[Stored items from a collection]
§
//! Entities a host resolves on behalf of checks.
//!
//! These mirror the handful of fields checks actually read. Host adapters build
//! them from their platform models with the generated builders.

use crate::{CategoryId, ChannelId, CommandId, GuildId, RoleId, UserId};
use chrono::{DateTime, Utc};
use serde::{Deserialize, Serialize};

/// The account that invoked a command.
///
/// # Examples
///
/// ```
/// use bouncer_core::{ActorBuilder, UserId};
///
/// let actor = ActorBuilder::default()
///     .id(UserId::new(1))
///     .name("ferris")
///     .display_name("Ferris")
///     .build()
///     .unwrap();
///
/// assert_eq!(actor.display_name(), "Ferris");
/// assert!(actor.joined_at().is_none());
/// ```
#[derive(
    Debug,
    Clone,
    PartialEq,
    Serialize,
    Deserialize,
    derive_getters::Getters,
    derive_builder::Builder,
)]
pub struct Actor {
    /// Account id
    id: UserId,
    /// Account name
    #[builder(setter(into))]
    name: String,
    /// Name shown in the invoking guild, or the account name in DMs
    #[builder(setter(into))]
    display_name: String,
    /// When the actor joined the invoking guild
    #[serde(default)]
    #[builder(default, setter(strip_option))]
    joined_at: Option<DateTime<Utc>>,
}

impl Actor {
    /// Create an actor whose display name is its account name.
    pub fn new(id: UserId, name: impl Into<String>) -> Self {
        let name = name.into();
        Self {
            id,
            display_name: name.clone(),
            name,
            joined_at: None,
        }
    }

    /// The same actor under a different display name.
    pub fn with_display_name(self, display_name: impl Into<String>) -> Self {
        Self {
            display_name: display_name.into(),
            ..self
        }
    }

    /// The same actor with a guild join time.
    pub fn with_joined_at(self, joined_at: DateTime<Utc>) -> Self {
        Self {
            joined_at: Some(joined_at),
            ..self
        }
    }
}

/// The command being invoked.
#[derive(Debug, Clone, PartialEq, Eq, Serialize, Deserialize, derive_getters::Getters)]
pub struct CommandInfo {
    /// Qualified command name
    id: CommandId,
    /// Name of the handler function behind the command
    callback: String,
}

impl CommandInfo {
    /// Describe a command by its qualified name and handler name.
    pub fn new(id: impl Into<CommandId>, callback: impl Into<String>) -> Self {
        Self {
            id: id.into(),
            callback: callback.into(),
        }
    }
}

/// A guild role.
#[derive(Debug, Clone, PartialEq, Eq, Hash, Serialize, Deserialize)]
pub struct Role {
    /// Role id
    pub id: RoleId,
    /// Role name
    pub name: String,
}

impl Role {
    /// Create a role.
    pub fn new(id: RoleId, name: impl Into<String>) -> Self {
        Self {
            id,
            name: name.into(),
        }
    }
}

/// A guild snapshot.
#[derive(
    Debug,
    Clone,
    PartialEq,
    Serialize,
    Deserialize,
    derive_getters::Getters,
    derive_builder::Builder,
)]
pub struct Guild {
    /// Guild id
    id: GuildId,
    /// Owner account
    owner_id: UserId,
    /// Every role defined in the guild
    #[serde(default)]
    #[builder(default)]
    roles: Vec<Role>,
}

impl Guild {
    /// Find a role by id.
    pub fn role_by_id(&self, id: RoleId) -> Option<&Role> {
        self.roles.iter().find(|role| role.id == id)
    }

    /// Find a role by exact name.
    pub fn role_by_name(&self, name: &str) -> Option<&Role> {
        self.roles.iter().find(|role| role.name == name)
    }
}

/// A guild member snapshot.
#[derive(
    Debug,
    Clone,
    PartialEq,
    Serialize,
    Deserialize,
    derive_getters::Getters,
    derive_builder::Builder,
)]
pub struct Member {
    /// Member account
    user_id: UserId,
    /// Role ids held by the member
    #[serde(default)]
    #[builder(default)]
    roles: Vec<RoleId>,
    /// When the member joined
    #[serde(default)]
    #[builder(default, setter(strip_option))]
    joined_at: Option<DateTime<Utc>>,
}

/// A channel snapshot.
#[derive(
    Debug,
    Clone,
    PartialEq,
    Serialize,
    Deserialize,
    derive_getters::Getters,
    derive_builder::Builder,
)]
pub struct Channel {
    /// Channel id
    id: ChannelId,
    /// Parent guild, absent for DM channels
    #[serde(default)]
    #[builder(default, setter(strip_option))]
    guild_id: Option<GuildId>,
    /// Parent category
    #[serde(default)]
    #[builder(default, setter(strip_option))]
    category_id: Option<CategoryId>,
    /// Whether the channel is age-restricted.
    ///
    /// Hosts report `false` for channel types that cannot be marked NSFW.
    #[serde(default)]
    #[builder(default)]
    nsfw: bool,
}

#[cfg(test)]
mod tests {
    use super::*;

    #[test]
    fn guild_resolves_roles_by_id_and_name() {
        let guild = GuildBuilder::default()
            .id(GuildId::new(1))
            .owner_id(UserId::new(2))
            .roles(vec![
                Role::new(RoleId::new(10), "mods"),
                Role::new(RoleId::new(11), "admins"),
            ])
            .build()
            .unwrap();

        assert_eq!(guild.role_by_id(RoleId::new(11)).unwrap().name, "admins");
        assert_eq!(guild.role_by_name("mods").unwrap().id, RoleId::new(10));
        assert!(guild.role_by_name("Mods").is_none());
    }

    #[test]
    fn channel_builder_defaults() {
        let channel = ChannelBuilder::default()
            .id(ChannelId::new(5))
            .build()
            .unwrap();
        assert!(!channel.nsfw());
        assert!(channel.guild_id().is_none());
    }
}
//! Where a command was invoked, and by whom.

use crate::{Check, Verdict};
use async_trait::async_trait;
use bouncer_core::{
    CategoryId, ChannelId, ExecutionContext, FailureArg, FailureKind, FailureRecord, GuildId,
    UserId,
};
use bouncer_error::{BouncerResult, CheckConfigError, CheckConfigErrorKind};
use tracing::{debug, instrument};

fn non_empty<T>(set: &'static str, ids: impl IntoIterator<Item = T>) -> Result<Vec<T>, CheckConfigError> {
    let ids: Vec<T> = ids.into_iter().collect();
    if ids.is_empty() {
        return Err(CheckConfigError::new(CheckConfigErrorKind::EmptySet(set)));
    }
    Ok(ids)
}

/// The places a [`LocationCheck`] accepts.
#[derive(Debug, Clone, PartialEq, Eq)]
pub enum Location {
    /// Direct messages only
    Dm,
    /// Any of these channels
    Channels(Vec<ChannelId>),
    /// Any of these guilds
    Guilds(Vec<GuildId>),
    /// Any channel in these categories
    Categories(Vec<CategoryId>),
}

/// Passes when the invocation happened in an accepted place.
///
/// Reports `NotInDM()`, or `NotInChannel`/`NotInGuild`/`NotInCategory` with
/// the configured id list.
///
/// # Examples
///
/// ```
/// use bouncer_check::LocationCheck;
/// use bouncer_core::ChannelId;
///
/// let lounges = LocationCheck::in_channels([ChannelId::new(1), ChannelId::new(2)]).unwrap();
/// # let _ = lounges;
/// assert!(LocationCheck::in_channels([]).is_err());
/// ```
#[derive(Debug, Clone, PartialEq, Eq)]
pub struct LocationCheck {
    location: Location,
}

impl LocationCheck {
    /// Only in direct messages.
    pub fn dm() -> Self {
        Self {
            location: Location::Dm,
        }
    }

    /// Only in `channel`.
    pub fn in_channel(channel: ChannelId) -> Self {
        Self {
            location: Location::Channels(vec![channel]),
        }
    }

    /// Only in one of `channels`.
    pub fn in_channels(
        channels: impl IntoIterator<Item = ChannelId>,
    ) -> Result<Self, CheckConfigError> {
        Ok(Self {
            location: Location::Channels(non_empty("channel", channels)?),
        })
    }

    /// Only in `guild`.
    pub fn in_guild(guild: GuildId) -> Self {
        Self {
            location: Location::Guilds(vec![guild]),
        }
    }

    /// Only in one of `guilds`.
    pub fn in_guilds(guilds: impl IntoIterator<Item = GuildId>) -> Result<Self, CheckConfigError> {
        Ok(Self {
            location: Location::Guilds(non_empty("guild", guilds)?),
        })
    }

    /// Only in channels under `category`.
    pub fn in_category(category: CategoryId) -> Self {
        Self {
            location: Location::Categories(vec![category]),
        }
    }

    /// Only in channels under one of `categories`.
    pub fn in_categories(
        categories: impl IntoIterator<Item = CategoryId>,
    ) -> Result<Self, CheckConfigError> {
        Ok(Self {
            location: Location::Categories(non_empty("category", categories)?),
        })
    }

    /// The accepted places.
    pub fn location(&self) -> &Location {
        &self.location
    }
}

#[async_trait]
impl Check for LocationCheck {
    fn name(&self) -> String {
        match self.location {
            Location::Dm => "in_dm",
            Location::Channels(_) => "in_channel",
            Location::Guilds(_) => "in_guild",
            Location::Categories(_) => "in_category",
        }
        .to_string()
    }

    #[instrument(skip_all, fields(check = "location"))]
    async fn evaluate(&self, ctx: &dyn ExecutionContext) -> BouncerResult<Verdict> {
        let (passed, record) = match &self.location {
            Location::Dm => (
                ctx.is_dm(),
                FailureRecord::new(FailureKind::NotInDm, Vec::new()),
            ),
            Location::Channels(ids) => (
                ctx.channel_id().is_some_and(|id| ids.contains(&id)),
                FailureRecord::new(FailureKind::NotInChannel, vec![FailureArg::Channels(ids.clone())]),
            ),
            Location::Guilds(ids) => (
                ctx.guild_id().is_some_and(|id| ids.contains(&id)),
                FailureRecord::new(FailureKind::NotInGuild, vec![FailureArg::Guilds(ids.clone())]),
            ),
            Location::Categories(ids) => (
                ctx.category_id().is_some_and(|id| ids.contains(&id)),
                FailureRecord::new(
                    FailureKind::NotInCategory,
                    vec![FailureArg::Categories(ids.clone())],
                ),
            ),
        };
        debug!(passed, "Evaluated location");
        Ok(Verdict::new(passed, record))
    }
}

/// Passes when the invoking user is on an allow-list.
///
/// Reports `IsNotUser([ids])`; negate it for a block-list.
#[derive(Debug, Clone, PartialEq, Eq)]
pub struct UserCheck {
    users: Vec<UserId>,
}

impl UserCheck {
    /// Only `user` may invoke.
    pub fn user(user: UserId) -> Self {
        Self { users: vec![user] }
    }

    /// Only one of `users` may invoke.
    pub fn users(users: impl IntoIterator<Item = UserId>) -> Result<Self, CheckConfigError> {
        Ok(Self {
            users: non_empty("user", users)?,
        })
    }
}

#[async_trait]
impl Check for UserCheck {
    fn name(&self) -> String {
        "is_user".to_string()
    }

    #[instrument(skip_all, fields(check = "user"))]
    async fn evaluate(&self, ctx: &dyn ExecutionContext) -> BouncerResult<Verdict> {
        let passed = self.users.contains(ctx.actor().id());
        debug!(passed, "Evaluated user allow-list");
        Ok(Verdict::new(
            passed,
            FailureRecord::new(FailureKind::IsNotUser, vec![FailureArg::Users(self.users.clone())]),
        ))
    }
}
§
Wherever the word "ActorBuilder" occurs in the data above, copy the line it sits in.

**WRITTEN SOLUTION**:
/// use bouncer_core::{ActorBuilder, UserId};
/// let actor = ActorBuilder::default()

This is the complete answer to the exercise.